The Use of End-Tidal Capnography to Monitor Non-Intubated Patients Presenting with Acute Exacerbation of Asthma in the Emergency Department


      Study Objective

      To determine if the slope of Phase II and Phase III, and the alpha angle of the expiratory capnographic waveform, as measured via computer-recognizable algorithms, can reflect changes in bronchospasm in acute asthmatic non-intubated patients presenting to the emergency department (ED).


      In this prospective study carried out in a university hospital ED, 30 patients with acute asthma were monitored with clinical severity scoring and peak flow measurements, and then had a nasal cannula attached for sidestream sampling of expired carbon dioxide. The capnographic waveform was recorded onto a personal computer card for analysis. The patients were treated according to departmental protocols. After treatment, when they had improved enough for discharge, a second set of results was obtained for capnographic waveform recording. The pre-treatment and post-treatment results were then compared with paired-samples t-test analysis.


      On the capnographic waveform pre- and post-treatment, there was a significant difference in the slope of Phase III (p < 0.001) and alpha angle (p < 0.001), but not in the Phase II slope (p = 0.35). There was significant change in peak flow meter reading, but it was poorly correlated with all the capnographic indices.

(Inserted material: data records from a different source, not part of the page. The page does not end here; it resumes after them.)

// SPDX-FileCopyrightText: Copyright (c) 2025 NVIDIA CORPORATION & AFFILIATES. All rights reserved.
// SPDX-License-Identifier: Apache-2.0
//
// Licensed under the Apache License, Version 2.0 (the "License");
// you may not use this file except in compliance with the License.
// You may obtain a copy of the License at
//
// http://www.apache.org/licenses/LICENSE-2.0
//
// Unless required by applicable law or agreed to in writing, software
// distributed under the License is distributed on an "AS IS" BASIS,
// WITHOUT WARRANTIES OR CONDITIONS OF ANY KIND, either express or implied.
// See the License for the specific language governing permissions and
// limitations under the License.

//! Reliability shim for BMC-class devices.
//!
//! [`Monitor::execute`] runs an operation at most `max_retries + 1` times.
//! Each attempt is preceded by a health probe of the controller and bounded
//! by a per-attempt timeout. Retryable failures are repeated with a linear
//! back-off; anything else is returned at once.
//!
//! ```no_run
//! # use rsfish::retry::{Monitor, RetryConfig};
//! # use rsfish::manager::Manager;
//! # use rsfish::Resource as _;
//! # use tokio_util::sync::CancellationToken;
//! # async fn example<B: rsfish_core::Bmc + 'static>(manager: Manager<B>) -> Result<(), rsfish::Error<B>> {
//! let cancel = CancellationToken::new();
//! let monitor = Monitor::new(&manager, RetryConfig::default());
//! let refreshed = monitor.execute(&cancel, || manager.refresh()).await?;
//! # Ok(())
//! # }
//! ```

use crate::Error;
use rsfish_core::Bmc;
use std::future::Future;
use std::time::Duration;
use tokio::time::sleep;
use tokio::time::timeout;
use tokio_util::sync::CancellationToken;
use tracing::debug;
use tracing::warn;

/// Parameters of the retry loop.
#[derive(Debug, Clone, PartialEq, Eq)]
pub struct RetryConfig {
    /// Time limit of a single attempt.
    pub timeout: Duration,
    /// Attempts after the first one.
    pub max_retries: u32,
    /// Force a controller reset when the last health probe fails.
    pub reset_on_timeout: bool,
    /// Wait after attempt `n` is `(n + 1) * base_interval`.
    pub base_interval: Duration,
}

impl Default for RetryConfig {
    fn default() -> Self {
        Self {
            timeout: Duration::from_secs(30),
            max_retries: 3,
            reset_on_timeout: false,
            base_interval: Duration::from_secs(1),
        }
    }
}

impl RetryConfig {
    /// Set per-attempt timeout.
    #[must_use]
    pub const fn with_timeout(mut self, timeout: Duration) -> Self {
        self.timeout = timeout;
        self
    }

    /// Set number of retries.
    #[must_use]
    pub const fn with_max_retries(mut self, max_retries: u32) -> Self {
        self.max_retries = max_retries;
        self
    }

    /// Enable or disable the forced reset.
    #[must_use]
    pub const fn with_reset_on_timeout(mut self, reset_on_timeout: bool) -> Self {
        self.reset_on_timeout = reset_on_timeout;
        self
    }

    /// Set back-off unit.
    #[must_use]
    pub const fn with_base_interval(mut self, base_interval: Duration) -> Self {
        self.base_interval = base_interval;
        self
    }
}

/// Controller health check and recovery.
pub trait HealthProbe<B: Bmc>: Send + Sync {
    /// Cheap check that the controller answers.
    fn probe(&self) -> impl Future<Output = Result<(), Error<B>>> + Send;

    /// Reset the controller.
    fn force_reset(&self) -> impl Future<Output = Result<(), Error<B>>> + Send;
}

impl<B: Bmc, P: HealthProbe<B>> HealthProbe<B> for &P {
    fn probe(&self) -> impl Future<Output = Result<(), Error<B>>> + Send {
        (**self).probe()
    }

    fn force_reset(&self) -> impl Future<Output = Result<(), Error<B>>> + Send {
        (**self).force_reset()
    }
}

/// Runs operations under health probes and retries.
pub struct Monitor<P> {
    probe: P,
    config: RetryConfig,
}

impl<P> Monitor<P> {
    /// Create monitor using `probe` to check the controller.
    pub const fn new(probe: P, config: RetryConfig) -> Self {
        Self { probe, config }
    }

    /// Parameters of the monitor.
    pub const fn config(&self) -> &RetryConfig {
        &self.config
    }

    /// Run `op` until it succeeds, fails with a non-retryable error or
    /// attempts run out.
    ///
    /// # Errors
    ///
    /// - [`Error::Cancelled`] once `cancel` fires;
    /// - [`Error::Unresponsive`] if the last health probe fails;
    /// - [`Error::ResetPerformed`] or [`Error::ResetFailed`] if the last
    ///   health probe fails and `reset_on_timeout` is set;
    /// - the first non-retryable error of `op`;
    /// - the last error of `op` when attempts run out.
    pub async fn execute<B, T, F, Fut>(
        &self,
        cancel: &CancellationToken,
        mut op: F,
    ) -> Result<T, Error<B>>
    where
        B: Bmc + 'static,
        P: HealthProbe<B>,
        F: FnMut() -> Fut,
        Fut: Future<Output = Result<T, Error<B>>>,
    {
        let max_retries = self.config.max_retries;
        let mut attempt = 0;
        loop {
            if cancel.is_cancelled() {
                return Err(Error::Cancelled);
            }
            let last = attempt >= max_retries;

            let probe = tokio::select! {
                () = cancel.cancelled() => return Err(Error::Cancelled),
                probe = self.probe.probe() => probe,
            };
            if let Err(err) = probe {
                warn!(attempt, error = %err, "health probe failed");
                if last {
                    return Err(self.give_up(attempt, err).await);
                }
                self.wait(cancel, attempt).await?;
                attempt += 1;
                continue;
            }

            let outcome = tokio::select! {
                () = cancel.cancelled() => return Err(Error::Cancelled),
                outcome = timeout(self.config.timeout, op()) => outcome,
            };
            let err = match outcome {
                Ok(Ok(value)) => return Ok(value),
                Ok(Err(err)) => err,
                Err(_) => Error::DeadlineExceeded(self.config.timeout),
            };
            if !err.is_retryable() {
                debug!(attempt, error = %err, "non-retryable failure");
                return Err(err);
            }
            if last {
                warn!(attempts = attempt + 1, error = %err, "retries exhausted");
                return Err(err);
            }
            debug!(attempt, error = %err, "retryable failure");
            self.wait(cancel, attempt).await?;
            attempt += 1;
        }
    }

    async fn give_up<B>(&self, attempt: u32, err: Error<B>) -> Error<B>
    where
        B: Bmc + 'static,
        P: HealthProbe<B>,
    {
        if !self.config.reset_on_timeout {
            return Error::Unresponsive {
                attempts: attempt + 1,
                source: Box::new(err),
            };
        }
        warn!("forcing controller reset");
        match self.probe.force_reset().await {
            Ok(()) => Error::ResetPerformed {
                source: Box::new(err),
            },
            Err(reset) => Error::ResetFailed {
                reset: Box::new(reset),
                source: Box::new(err),
            },
        }
    }

    async fn wait<B: Bmc>(&self, cancel: &CancellationToken, attempt: u32) -> Result<(), Error<B>> {
        let delay = self.config.base_interval * (attempt + 1);
        tokio::select! {
            () = cancel.cancelled() => Err(Error::Cancelled),
            () = sleep(delay) => Ok(()),
        }
    }
}
// SPDX-FileCopyrightText: Copyright (c) 2025 NVIDIA CORPORATION & AFFILIATES. All rights reserved.
// SPDX-License-Identifier: Apache-2.0
//
// Licensed under the Apache License, Version 2.0 (the "License");
// you may not use this file except in compliance with the License.
// You may obtain a copy of the License at
//
// http://www.apache.org/licenses/LICENSE-2.0
//
// Unless required by applicable law or agreed to in writing, software
// distributed under the License is distributed on an "AS IS" BASIS,
// WITHOUT WARRANTIES OR CONDITIONS OF ANY KIND, either express or implied.
// See the License for the specific language governing permissions and
// limitations under the License.

use crate::resource::FromBase;
use crate::resource::Resource;
use crate::resource::ResourceBase;
use crate::resource::Status;
use crate::Error;
use rsfish_core::Bmc;
use serde::Deserialize;
use serde::Serialize;

/// Settings of a single protocol.
#[derive(Debug, Clone, Default, PartialEq, Eq, Serialize, Deserialize)]
#[serde(rename_all = "PascalCase")]
pub struct ProtocolSettings {
    /// Whether the protocol is enabled.
    #[serde(skip_serializing_if = "Option::is_none")]
    pub protocol_enabled: Option<bool>,
    /// Port the protocol listens on.
    #[serde(skip_serializing_if = "Option::is_none")]
    pub port: Option<u16>,
}

/// NTP settings.
#[derive(Debug, Clone, Default, PartialEq, Eq, Serialize, Deserialize)]
#[serde(rename_all = "PascalCase")]
pub struct NtpSettings {
    /// Whether NTP is enabled.
    #[serde(skip_serializing_if = "Option::is_none")]
    pub protocol_enabled: Option<bool>,
    /// Port used by NTP.
    #[serde(skip_serializing_if = "Option::is_none")]
    pub port: Option<u16>,
    /// NTP servers.
    #[serde(rename = "NTPServers", skip_serializing_if = "Option::is_none")]
    pub ntp_servers: Option<Vec<String>>,
}

/// Data of the manager network protocol resource.
#[derive(Debug, Clone, Default, PartialEq, Serialize, Deserialize)]
#[serde(rename_all = "PascalCase")]
pub struct NetworkProtocolData {
    /// Host name of the manager.
    pub host_name: Option<String>,
    /// Fully qualified domain name.
    #[serde(rename = "FQDN")]
    pub fqdn: Option<String>,
    /// HTTP.
    #[serde(rename = "HTTP")]
    pub http: Option<ProtocolSettings>,
    /// HTTPS.
    #[serde(rename = "HTTPS")]
    pub https: Option<ProtocolSettings>,
    /// SSH.
    #[serde(rename = "SSH")]
    pub ssh: Option<ProtocolSettings>,
    /// IPMI over LAN.
    #[serde(rename = "IPMI")]
    pub ipmi: Option<ProtocolSettings>,
    /// SNMP.
    #[serde(rename = "SNMP")]
    pub snmp: Option<ProtocolSettings>,
    /// SSDP.
    #[serde(rename = "SSDP")]
    pub ssdp: Option<ProtocolSettings>,
    /// KVM over IP.
    #[serde(rename = "KVMIP")]
    pub kvmip: Option<ProtocolSettings>,
    /// Virtual media.
    pub virtual_media: Option<ProtocolSettings>,
    /// NTP.
    #[serde(rename = "NTP")]
    pub ntp: Option<NtpSettings>,
    /// Status of the resource.
    pub status: Option<Status>,
}

/// Writable network protocol settings. Unset fields are not sent.
#[derive(Debug, Clone, Default, PartialEq, Eq, Serialize)]
pub struct ManagerNetworkProtocolUpdate {
    /// HTTP.
    #[serde(rename = "HTTP", skip_serializing_if = "Option::is_none")]
    pub http: Option<ProtocolSettings>,
    /// HTTPS.
    #[serde(rename = "HTTPS", skip_serializing_if = "Option::is_none")]
    pub https: Option<ProtocolSettings>,
    /// SSH.
    #[serde(rename = "SSH", skip_serializing_if = "Option::is_none")]
    pub ssh: Option<ProtocolSettings>,
    /// IPMI over LAN.
    #[serde(rename = "IPMI", skip_serializing_if = "Option::is_none")]
    pub ipmi: Option<ProtocolSettings>,
    /// NTP.
    #[serde(rename = "NTP", skip_serializing_if = "Option::is_none")]
    pub ntp: Option<NtpSettings>,
}

#[derive(Deserialize)]
struct NetworkProtocolSchema {
    #[serde(flatten)]
    data: NetworkProtocolData,
}

/// Network services of a manager.
pub struct ManagerNetworkProtocol<B: Bmc> {
    base: ResourceBase<B>,
    /// Decoded protocol data.
    pub data: NetworkProtocolData,
}

impl<B: Bmc> ManagerNetworkProtocol<B> {
    /// Update protocol settings and return the new state.
    ///
    /// # Errors
    ///
    /// Returns error if the service rejects the update or the refetch
    /// fails.
    pub async fn update(&self, update: &ManagerNetworkProtocolUpdate) -> Result<Self, Error<B>> {
        self.base.update(update).await
    }
}

impl<B: Bmc> FromBase<B> for ManagerNetworkProtocol<B> {
    fn from_base(base: ResourceBase<B>) -> Result<Self, Error<B>> {
        let NetworkProtocolSchema { data } = base.decode()?;
        Ok(Self { base, data })
    }
}

impl<B: Bmc> Resource<B> for ManagerNetworkProtocol<B> {
    fn base(&self) -> &ResourceBase<B> {
        &self.base
    }
}

#[cfg(test)]
mod tests {
    use super::*;
    use rsfish_bmc_mock::Bmc as MockBmc;
    use rsfish_bmc_mock::Expect;
    use rsfish_core::ODataId;
    use std::io::Error as IoError;
    use std::sync::Arc;

    type TestBmc = MockBmc<IoError>;

    const URI: &str = "/redfish/v1/Managers/BMC/NetworkProtocol";

    #[tokio::test]
    async fn update_sends_only_set_fields() {
        let bmc = Arc::new(TestBmc::default());
        let body = r#"{"Id": "NetworkProtocol", "Name": "Manager Network Protocol",
            "HTTPS": {"ProtocolEnabled": true, "Port": 443},
            "IPMI": {"ProtocolEnabled": true, "Port": 623},
            "NTP": {"ProtocolEnabled": true, "NTPServers": ["pool.ntp.org"]}}"#;
        bmc.expect(Expect::get(URI, body));
        let protocol: ManagerNetworkProtocol<TestBmc> =
            crate::resource::fetch(&bmc, &ODataId::from(URI)).await.unwrap();
        assert_eq!(protocol.data.ipmi.as_ref().and_then(|p| p.port), Some(623));

        bmc.expect(Expect::patch(URI, r#"{"IPMI": {"ProtocolEnabled": false}}"#, 204, ""));
        bmc.expect(Expect::get(URI, body));
        protocol
            .update(&ManagerNetworkProtocolUpdate {
                ipmi: Some(ProtocolSettings {
                    protocol_enabled: Some(false),
                    port: None,
                }),
                ..ManagerNetworkProtocolUpdate::default()
            })
            .await
            .unwrap();
    }
}
// SPDX-FileCopyrightText: Copyright (c) 2025 NVIDIA CORPORATION & AFFILIATES. All rights reserved.
// SPDX-License-Identifier: Apache-2.0
//
// Licensed under the Apache License, Version 2.0 (the "License");
// you may not use this file except in compliance with the License.
// You may obtain a copy of the License at
//
// http://www.apache.org/licenses/LICENSE-2.0
//
// Unless required by applicable law or agreed to in writing, software
// distributed under the License is distributed on an "AS IS" BASIS,
// WITHOUT WARRANTIES OR CONDITIONS OF ANY KIND, either express or implied.
// See the License for the specific language governing permissions and
// limitations under the License.

//! Typed Redfish and Swordfish client.
//!
//! Resources are fetched through a [`rsfish_core::Bmc`] transport and
//! decoded into typed views. Every view keeps the raw payload it was
//! built from, exposes its link slots as accessors that fetch on demand
//! and advertises its actions as methods.
//!
//! - [`ServiceRoot`] anchors traversal;
//! - [`collection`] walks Redfish and Swordfish collections;
//! - [`action`] dispatches actions and returns tasks;
//! - [`retry`] wraps operations in health probes and retries;
//! - `oem` (feature `oem`) adds vendor-specific views.

mod bmc;

pub mod account_service;
pub mod action;
pub mod certificate_service;
pub mod chassis;
pub mod collection;
pub mod composition_service;
pub mod computer_system;
pub mod error;
pub mod ethernet_interface;
pub mod event_service;
pub mod fabric;
pub mod job_service;
pub mod log_service;
pub mod manager;
pub mod protocol_features;
pub mod registries;
pub mod resource;
pub mod retry;
pub mod service_root;
pub mod session_service;
pub mod storage;
pub mod swordfish;
pub mod task_service;
pub mod telemetry_service;
pub mod update_service;

/// Vendor extensions.
#[cfg(feature = "oem")]
pub mod oem;

#[doc(inline)]
pub use error::Error;
#[doc(inline)]
pub use resource::fetch;
#[doc(inline)]
pub use resource::FromBase;
#[doc(inline)]
pub use resource::Resource;
#[doc(inline)]
pub use resource::ResourceBase;
#[doc(inline)]
pub use retry::HealthProbe;
#[doc(inline)]
pub use retry::Monitor;
#[doc(inline)]
pub use retry::RetryConfig;
#[doc(inline)]
pub use service_root::ServiceRoot;
#[doc(inline)]
pub use task_service::Task;

/// Re-export of the HTTP transport.
#[cfg(feature = "bmc-http")]
pub use rsfish_bmc_http as bmc_http;
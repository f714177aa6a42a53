// SPDX-FileCopyrightText: Copyright (c) 2025 NVIDIA CORPORATION & AFFILIATES. All rights reserved.
// SPDX-License-Identifier: Apache-2.0
//
// Licensed under the Apache License, Version 2.0 (the "License");
// you may not use this file except in compliance with the License.
// You may obtain a copy of the License at
//
// http://www.apache.org/licenses/LICENSE-2.0
//
// Unless required by applicable law or agreed to in writing, software
// distributed under the License is distributed on an "AS IS" BASIS,
// WITHOUT WARRANTIES OR CONDITIONS OF ANY KIND, either express or implied.
// See the License for the specific language governing permissions and
// limitations under the License.

//! Error payloads and error classification
//!
//! A Redfish service reports failures with a JSON body of the form
//! `{"error": {"code": ..., "message": ..., "@Message.ExtendedInfo": [...]}}`.
//! [`RedfishError`] decodes it. [`ErrorKind`] is the closed set of failure
//! categories used across the crates; the retry layer decides what to
//! repeat from it.

use serde::Deserialize;
use serde::Serialize;
use serde_json::Value as JsonValue;
use std::fmt::Display;
use std::fmt::Formatter;
use std::fmt::Result as FmtResult;

/// Category of a failure.
#[derive(Debug, Clone, Copy, PartialEq, Eq, Hash)]
pub enum ErrorKind {
    /// Connection, TLS, DNS, reset or timeout.
    Transport,
    /// Session rejected, invalid credentials or expired token.
    Auth,
    /// Empty link slot or vendor action on another vendor.
    NotSupported,
    /// Body is not JSON, OData fields missing, unknown collection shape.
    Protocol,
    /// Non-success status with a Redfish error payload.
    Service,
    /// Non-success status of an action without a Redfish error payload.
    ActionStatus,
    /// Successful response that does not match the expected schema.
    Decode,
    /// Request body rejected before sending.
    Validation,
    /// Operation cancelled by the caller.
    Cancelled,
}

impl ErrorKind {
    /// Only transport failures are worth repeating as-is.
    #[must_use]
    pub const fn is_retryable(self) -> bool {
        matches!(self, Self::Transport)
    }
}

impl Display for ErrorKind {
    fn fmt(&self, f: &mut Formatter<'_>) -> FmtResult {
        let s = match self {
            Self::Transport => "transport",
            Self::Auth => "auth",
            Self::NotSupported => "not-supported",
            Self::Protocol => "protocol",
            Self::Service => "service",
            Self::ActionStatus => "action-status",
            Self::Decode => "decode",
            Self::Validation => "validation",
            Self::Cancelled => "cancelled",
        };
        f.write_str(s)
    }
}

/// Errors that know their [`ErrorKind`].
pub trait ClassifyError {
    /// Category of this error.
    fn error_kind(&self) -> ErrorKind;
}

/// One entry of `@Message.ExtendedInfo`.
#[derive(Debug, Clone, Default, PartialEq, Serialize, Deserialize)]
#[serde(rename_all = "PascalCase")]
pub struct ExtendedInfo {
    /// Registry message identifier, e.g. `Base.1.8.PropertyValueNotInList`.
    pub message_id: Option<String>,
    /// Human-readable message.
    pub message: Option<String>,
    /// Arguments substituted into the registry message.
    #[serde(default, skip_serializing_if = "Vec::is_empty")]
    pub message_args: Vec<JsonValue>,
    /// `OK`, `Warning` or `Critical`.
    pub severity: Option<String>,
    /// Suggested resolution.
    pub resolution: Option<String>,
    /// JSON pointers to the offending properties.
    #[serde(default, skip_serializing_if = "Vec::is_empty")]
    pub related_properties: Vec<String>,
}

/// Body of the `error` object.
#[derive(Debug, Clone, Default, PartialEq, Serialize, Deserialize)]
pub struct RedfishErrorBody {
    /// Registry message identifier of the general error.
    pub code: Option<String>,
    /// General error message.
    pub message: Option<String>,
    /// Detailed messages.
    #[serde(rename = "@Message.ExtendedInfo", default)]
    pub extended_info: Vec<ExtendedInfo>,
}

/// Redfish error payload.
#[derive(Debug, Clone, Default, PartialEq, Serialize, Deserialize)]
pub struct RedfishError {
    /// The `error` object.
    pub error: RedfishErrorBody,
}

impl RedfishError {
    /// Parse error payload. Returns `None` when `body` is not a Redfish
    /// error document.
    #[must_use]
    pub fn parse(body: &[u8]) -> Option<Self> {
        serde_json::from_slice::<Self>(body).ok().filter(|e| {
            e.error.code.is_some() || e.error.message.is_some() || !e.error.extended_info.is_empty()
        })
    }

    /// Most specific message available: first extended message, then the
    /// general message, then the code.
    #[must_use]
    pub fn message(&self) -> Option<&str> {
        self.error
            .extended_info
            .iter()
            .find_map(|info| info.message.as_deref())
            .or(self.error.message.as_deref())
            .or(self.error.code.as_deref())
    }
}

impl Display for RedfishError {
    fn fmt(&self, f: &mut Formatter<'_>) -> FmtResult {
        match (self.error.code.as_deref(), self.message()) {
            (Some(code), Some(msg)) if code != msg => write!(f, "{code}: {msg}"),
            (_, Some(msg)) => f.write_str(msg),
            _ => f.write_str("unknown Redfish error"),
        }
    }
}
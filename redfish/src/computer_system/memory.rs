// SPDX-FileCopyrightText: Copyright (c) 2025 NVIDIA CORPORATION & AFFILIATES. All rights reserved.
// SPDX-License-Identifier: Apache-2.0
//
// Licensed under the Apache License, Version 2.0 (the "License");
// you may not use this file except in compliance with the License.
// You may obtain a copy of the License at
//
// http://www.apache.org/licenses/LICENSE-2.0
//
// Unless required by applicable law or agreed to in writing, software
// distributed under the License is distributed on an "AS IS" BASIS,
// WITHOUT WARRANTIES OR CONDITIONS OF ANY KIND, either express or implied.
// See the License for the specific language governing permissions and
// limitations under the License.

use crate::resource::FromBase;
use crate::resource::Resource;
use crate::resource::ResourceBase;
use crate::resource::Status;
use crate::Error;
use rsfish_core::Bmc;
use serde::Deserialize;
use serde::Serialize;

/// Data of a memory module.
#[derive(Debug, Clone, Default, PartialEq, Serialize, Deserialize)]
#[serde(rename_all = "PascalCase")]
pub struct MemoryData {
    /// `DRAM`, `NVDIMM_N`, `NVDIMM_F`, `NVDIMM_P` or `IntelOptane`.
    pub memory_type: Option<String>,
    /// DRAM generation, e.g. `DDR4`.
    pub memory_device_type: Option<String>,
    /// Capacity in MiB.
    #[serde(rename = "CapacityMiB")]
    pub capacity_mib: Option<u64>,
    /// Operating speed.
    #[serde(rename = "OperatingSpeedMhz")]
    pub operating_speed_mhz: Option<u32>,
    /// Data width in bits.
    pub data_width_bits: Option<u32>,
    /// Manufacturer.
    pub manufacturer: Option<String>,
    /// Part number.
    pub part_number: Option<String>,
    /// Serial number.
    pub serial_number: Option<String>,
    /// Label of the slot.
    pub device_locator: Option<String>,
    /// Status of the module.
    pub status: Option<Status>,
}

#[derive(Deserialize)]
struct MemorySchema {
    #[serde(flatten)]
    data: MemoryData,
}

/// Memory module of a computer system.
pub struct Memory<B: Bmc> {
    base: ResourceBase<B>,
    /// Decoded memory data.
    pub data: MemoryData,
}

impl<B: Bmc> Memory<B> {
    /// Capacity in GiB, if reported.
    #[must_use]
    pub fn capacity_gib(&self) -> Option<f64> {
        #[allow(clippy::cast_precision_loss)]
        self.data.capacity_mib.map(|mib| mib as f64 / 1024.0)
    }
}

impl<B: Bmc> FromBase<B> for Memory<B> {
    fn from_base(base: ResourceBase<B>) -> Result<Self, Error<B>> {
        let MemorySchema { data } = base.decode()?;
        Ok(Self { base, data })
    }
}

impl<B: Bmc> Resource<B> for Memory<B> {
    fn base(&self) -> &ResourceBase<B> {
        &self.base
    }
}
// SPDX-FileCopyrightText: Copyright (c) 2025 NVIDIA CORPORATION & AFFILIATES. All rights reserved.
// SPDX-License-Identifier: Apache-2.0
//
// Licensed under the Apache License, Version 2.0 (the "License");
// you may not use this file except in compliance with the License.
// You may obtain a copy of the License at
//
// http://www.apache.org/licenses/LICENSE-2.0
//
// Unless required by applicable law or agreed to in writing, software
// distributed under the License is distributed on an "AS IS" BASIS,
// WITHOUT WARRANTIES OR CONDITIONS OF ANY KIND, either express or implied.
// See the License for the specific language governing permissions and
// limitations under the License.

//! Shared fixtures of the integration tests.

/// Errors used in tests.
pub mod error;
/// Payload builders.
pub mod json_merge;

#[doc(inline)]
pub use error::TestError;
#[doc(inline)]
pub use json_merge::json_merge;

/// Used in tests for `@odata.id` fields.
pub const ODATA_ID: &str = "@odata.id";
/// Used in tests for `@odata.type` fields.
pub const ODATA_TYPE: &str = "@odata.type";

use rsfish::Error as RedfishError;
use rsfish::HealthProbe;
use rsfish_bmc_mock::Bmc as MockBmc;
use rsfish_bmc_mock::Expect as MockExpect;
use serde_json::json;
use serde_json::Value;
use std::future::Future;

pub type Bmc = MockBmc<TestError>;
pub type Expect = MockExpect<TestError>;

/// Service root document with `extra` merged on top.
pub fn service_root(extra: Value) -> Value {
    json_merge(
        json!({
            ODATA_ID: "/redfish/v1/",
            ODATA_TYPE: "#ServiceRoot.v1_15_0.ServiceRoot",
            "Id": "RootService",
            "Name": "Root Service",
            "RedfishVersion": "1.15.0"
        }),
        extra,
    )
}

/// Health probe that never fails and never resets.
#[derive(Default)]
pub struct Healthy;

impl HealthProbe<Bmc> for Healthy {
    fn probe(&self) -> impl Future<Output = Result<(), RedfishError<Bmc>>> + Send {
        async { Ok(()) }
    }

    fn force_reset(&self) -> impl Future<Output = Result<(), RedfishError<Bmc>>> + Send {
        async { Ok(()) }
    }
}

      The study provides some preliminary data showing that capnographic waveform indices can indicate improvement in airway diameter in acute asthmatics in the ED. Capnographic waveform analysis presents several advantages in that it is effort-independent, and provides continuous monitoring of normal tidal respiration. With further refined studies, it may serve as a new method of monitoring non-intubated asthmatics in the ED.